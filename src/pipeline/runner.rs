//! Report runner - one live computation at a time
//!
//! Every [`ReportRunner::trigger`] starts a fresh, independent run and
//! cancels the one in flight. Runs are tagged with a generation number; a
//! run may only publish its report while its generation is still the latest,
//! so a late result from a superseded run can never overwrite a newer state.
//!
//! Callers observe progress through a `tokio::sync::watch` channel:
//! `Idle → Loading → Ready`.

use super::report::{Report, ReportAssembler};
use super::types::Credential;
use super::window::WindowSize;
use std::sync::atomic::{AtomicU64, Ordering};
use std::sync::{Arc, Mutex};
use tokio::sync::watch;
use tokio::task::JoinHandle;
use tokio_util::sync::CancellationToken;

#[derive(Debug, Clone, PartialEq)]
pub enum ReportState {
    Idle,
    Loading {
        generation: u64,
        window: WindowSize,
    },
    Ready {
        generation: u64,
        report: Arc<Report>,
    },
}

impl ReportState {
    pub fn is_loading(&self) -> bool {
        matches!(self, ReportState::Loading { .. })
    }

    pub fn generation(&self) -> u64 {
        match self {
            ReportState::Idle => 0,
            ReportState::Loading { generation, .. } | ReportState::Ready { generation, .. } => {
                *generation
            }
        }
    }
}

pub struct ReportRunner {
    assembler: Arc<ReportAssembler>,
    credential: Credential,
    latest_generation: Arc<AtomicU64>,
    in_flight: Mutex<Option<CancellationToken>>,
    state_tx: Arc<watch::Sender<ReportState>>,
}

impl ReportRunner {
    pub fn new(assembler: Arc<ReportAssembler>, credential: Credential) -> Self {
        let (state_tx, _) = watch::channel(ReportState::Idle);
        Self {
            assembler,
            credential,
            latest_generation: Arc::new(AtomicU64::new(0)),
            in_flight: Mutex::new(None),
            state_tx: Arc::new(state_tx),
        }
    }

    pub fn subscribe(&self) -> watch::Receiver<ReportState> {
        self.state_tx.subscribe()
    }

    pub fn state(&self) -> ReportState {
        self.state_tx.borrow().clone()
    }

    pub fn assembler(&self) -> &ReportAssembler {
        &self.assembler
    }

    /// Start a new run for `window`, superseding any run in flight
    pub fn trigger(&self, window: WindowSize) -> JoinHandle<()> {
        let token = CancellationToken::new();
        let generation = self.latest_generation.fetch_add(1, Ordering::SeqCst) + 1;

        let previous = self
            .in_flight
            .lock()
            .unwrap_or_else(|poisoned| poisoned.into_inner())
            .replace(token.clone());
        if let Some(previous) = previous {
            previous.cancel();
        }

        self.state_tx.send_replace(ReportState::Loading { generation, window });
        log::info!("⏳ Loading {} leaderboard (run #{})", window.as_str(), generation);

        let assembler = self.assembler.clone();
        let credential = self.credential.clone();
        let latest = self.latest_generation.clone();
        let state_tx = self.state_tx.clone();

        tokio::spawn(async move {
            match assembler.compute_leaderboard(window, &credential, &token).await {
                Ok(report) => {
                    if !commit(&state_tx, &latest, generation, report) {
                        log::debug!("Discarded result of superseded run #{}", generation);
                    }
                }
                Err(cancelled) => {
                    log::info!("🛑 Run #{} ({}): {}", generation, window.as_str(), cancelled);
                }
            }
        })
    }

    /// Cancel the run in flight, if any
    ///
    /// A cancelled `Loading` state goes back to `Idle`. A published `Ready`
    /// state is left alone.
    pub fn cancel(&self) {
        if let Some(token) = self
            .in_flight
            .lock()
            .unwrap_or_else(|poisoned| poisoned.into_inner())
            .take()
        {
            token.cancel();
        }

        let latest = &self.latest_generation;
        let reset = self.state_tx.send_if_modified(|state| {
            if !state.is_loading() {
                return false;
            }
            latest.fetch_add(1, Ordering::SeqCst);
            *state = ReportState::Idle;
            true
        });
        if reset {
            log::info!("🛑 Loading cancelled");
        }
    }
}

/// Publish `report` only if `generation` is still the latest
///
/// The check runs under the channel's write lock, so it cannot interleave
/// with another commit.
fn commit(
    state_tx: &watch::Sender<ReportState>,
    latest: &AtomicU64,
    generation: u64,
    report: Report,
) -> bool {
    let report = Arc::new(report);
    state_tx.send_if_modified(|state| {
        if latest.load(Ordering::SeqCst) != generation {
            return false;
        }
        *state = ReportState::Ready {
            generation,
            report: report.clone(),
        };
        true
    })
}

/// Wait until the runner publishes a report for the current generation
pub async fn wait_ready(rx: &mut watch::Receiver<ReportState>) -> Option<Arc<Report>> {
    let state = rx
        .wait_for(|state| matches!(state, ReportState::Ready { .. }))
        .await
        .ok()?;
    match &*state {
        ReportState::Ready { report, .. } => Some(report.clone()),
        _ => None,
    }
}

#[cfg(test)]
mod tests {
    use super::*;
    use crate::pipeline::backoff::RetryPolicy;
    use crate::pipeline::error::FetchError;
    use crate::pipeline::fetcher::tests::record;
    use crate::pipeline::fetcher::FetchSettings;
    use crate::pipeline::report::ReportSettings;
    use crate::pipeline::source::{CastSource, PageRequest};
    use crate::pipeline::types::Page;
    use async_trait::async_trait;
    use chrono::{DateTime, TimeZone, Utc};
    use tokio::sync::Notify;

    fn now() -> DateTime<Utc> {
        Utc.with_ymd_and_hms(2024, 5, 8, 12, 0, 0).unwrap()
    }

    /// First call blocks until released; later calls answer immediately
    struct GatedSource {
        gate: Notify,
        calls: AtomicU64,
    }

    #[async_trait]
    impl CastSource for GatedSource {
        async fn fetch_page(&self, _request: PageRequest<'_>) -> Result<Page, FetchError> {
            let call = self.calls.fetch_add(1, Ordering::SeqCst);
            if call == 0 {
                self.gate.notified().await;
            }
            Ok(Page {
                records: vec![record(call + 1, &format!("user{}", call + 1))],
                next_cursor: None,
            })
        }

        fn source_name(&self) -> &str {
            "gated"
        }
    }

    fn runner(source: Arc<dyn CastSource>) -> ReportRunner {
        let settings = ReportSettings {
            fetch: FetchSettings {
                page_size: 100,
                max_pages: 10,
                retry: RetryPolicy::none(),
            },
            limit: 100,
        };
        let assembler = ReportAssembler::new_with_now_fn(source, settings, Box::new(now));
        ReportRunner::new(Arc::new(assembler), Credential::new("k"))
    }

    fn sample_report(runner: &ReportRunner) -> Report {
        match runner.state() {
            ReportState::Ready { report, .. } => (*report).clone(),
            other => panic!("expected ready state, got {:?}", other),
        }
    }

    #[tokio::test]
    async fn test_single_run_reaches_ready() {
        let source = Arc::new(GatedSource { gate: Notify::new(), calls: AtomicU64::new(1) });
        let runner = runner(source);
        let mut rx = runner.subscribe();

        runner.trigger(WindowSize::Day).await.unwrap();

        let report = wait_ready(&mut rx).await.unwrap();
        assert_eq!(report.leaderboard.len(), 1);
        assert_eq!(runner.state().generation(), 1);
    }

    #[tokio::test]
    async fn test_retrigger_cancels_stale_run() {
        let source = Arc::new(GatedSource { gate: Notify::new(), calls: AtomicU64::new(0) });
        let runner = runner(source.clone());

        let first = runner.trigger(WindowSize::Day);
        // Let the first run reach the gate
        while source.calls.load(Ordering::SeqCst) == 0 {
            tokio::task::yield_now().await;
        }
        assert!(runner.state().is_loading());

        let second = runner.trigger(WindowSize::Week);
        first.await.unwrap();
        second.await.unwrap();

        match runner.state() {
            ReportState::Ready { generation, report } => {
                assert_eq!(generation, 2);
                assert_eq!(report.window.size, WindowSize::Week);
                assert_eq!(report.leaderboard.entries()[0].author_id, 2);
            }
            other => panic!("expected ready state, got {:?}", other),
        }

        // Releasing the gate afterwards changes nothing
        source.gate.notify_one();
        tokio::task::yield_now().await;
        assert_eq!(runner.state().generation(), 2);
    }

    #[tokio::test]
    async fn test_superseded_commit_is_rejected() {
        let source = Arc::new(GatedSource { gate: Notify::new(), calls: AtomicU64::new(1) });
        let runner = runner(source);
        runner.trigger(WindowSize::Day).await.unwrap();
        let report = sample_report(&runner);

        let latest = AtomicU64::new(3);
        assert!(!commit(&runner.state_tx, &latest, 2, report.clone()));
        assert_eq!(runner.state().generation(), 1);

        assert!(commit(&runner.state_tx, &latest, 3, report));
        assert_eq!(runner.state().generation(), 3);
    }

    #[tokio::test]
    async fn test_explicit_cancel() {
        let source = Arc::new(GatedSource { gate: Notify::new(), calls: AtomicU64::new(0) });
        let runner = runner(source);

        let handle = runner.trigger(WindowSize::Day);
        assert!(runner.state().is_loading());
        runner.cancel();
        handle.await.unwrap();

        assert_eq!(runner.state(), ReportState::Idle);
    }

    #[tokio::test]
    async fn test_cancel_rejects_late_commit() {
        let source = Arc::new(GatedSource { gate: Notify::new(), calls: AtomicU64::new(1) });
        let runner = runner(source);
        runner.trigger(WindowSize::Day).await.unwrap();
        let report = sample_report(&runner);

        runner.trigger(WindowSize::Week);
        let generation = runner.state().generation();
        runner.cancel();

        assert_eq!(runner.state(), ReportState::Idle);
        assert!(!commit(&runner.state_tx, &runner.latest_generation, generation, report));
        assert_eq!(runner.state(), ReportState::Idle);
    }

    #[tokio::test]
    async fn test_cancel_keeps_ready_state() {
        let source = Arc::new(GatedSource { gate: Notify::new(), calls: AtomicU64::new(1) });
        let runner = runner(source);
        runner.trigger(WindowSize::Day).await.unwrap();

        runner.cancel();

        assert!(matches!(runner.state(), ReportState::Ready { generation: 1, .. }));
    }
}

......

Would you filter the entries above and keep each line that has the word "impl"?

### SOLUTION TO THE EXERCISE
impl ReportState {
impl ReportRunner {
    impl CastSource for GatedSource {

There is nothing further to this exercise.